• _EXERCISE REQUIREMENTS_
Among the entries below, count the lines that contain the word "groups". Write down only the total.

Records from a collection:
════════════════
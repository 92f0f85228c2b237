//! Response DTOs for operations.
//!
//! Each response type contains all the data produced by an operation,
//! making it easy to consume from the CLI or programmatically.

use std::fmt;
use std::path::PathBuf;

use serde::{Deserialize, Serialize};

use crate::manifest::DocsetEntries;
use crate::walk::FileScanReport;

/// Where a manifest's entries came from.
#[derive(Debug, Clone, Copy, PartialEq, Eq, Serialize, Deserialize)]
#[serde(rename_all = "lowercase")]
pub enum ManifestSource {
    /// The external toolchain's extracted metadata.
    External,
    /// The fallback source scanner.
    Scanned,
    /// Neither produced anything; a single generic entry.
    Degraded,
}

impl fmt::Display for ManifestSource {
    fn fmt(&self, f: &mut fmt::Formatter<'_>) -> fmt::Result {
        match self {
            ManifestSource::External => write!(f, "external"),
            ManifestSource::Scanned => write!(f, "scanned"),
            ManifestSource::Degraded => write!(f, "degraded"),
        }
    }
}

/// Response from a build operation.
#[derive(Debug, Clone, Serialize, Deserialize)]
pub struct BuildResponse {
    /// The composed manifest.
    pub entries: DocsetEntries,

    /// Which path produced the entries.
    pub source: ManifestSource,

    /// Fallback scan details, when the scanner ran.
    #[serde(skip_serializing_if = "Option::is_none")]
    pub report: Option<FileScanReport>,

    /// Why the external step was not used, when it was attempted and failed.
    #[serde(skip_serializing_if = "Option::is_none")]
    pub external_error: Option<String>,

    /// Path of the written manifest.
    #[serde(skip_serializing_if = "Option::is_none")]
    pub manifest_path: Option<PathBuf>,

    /// Path of the bundled storybook copy.
    #[serde(skip_serializing_if = "Option::is_none")]
    pub included: Option<PathBuf>,
}

impl BuildResponse {
    /// Get total entry count.
    pub fn entry_count(&self) -> usize {
        self.entries.len()
    }

    /// Whether the manifest is the generic fallback.
    pub fn is_degraded(&self) -> bool {
        self.source == ManifestSource::Degraded
    }
}

/// Response from a scan operation.
#[derive(Debug, Clone, Serialize, Deserialize)]
pub struct ScanResponse {
    /// Path that was scanned.
    pub path: PathBuf,

    /// Per-file results.
    pub report: FileScanReport,
}

impl ScanResponse {
    /// Manifest entries for the scanned groups.
    pub fn entries(&self) -> DocsetEntries {
        DocsetEntries::from_groups(self.report.groups())
    }
}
════════════════
• _EXPECTED OUTPUT_
2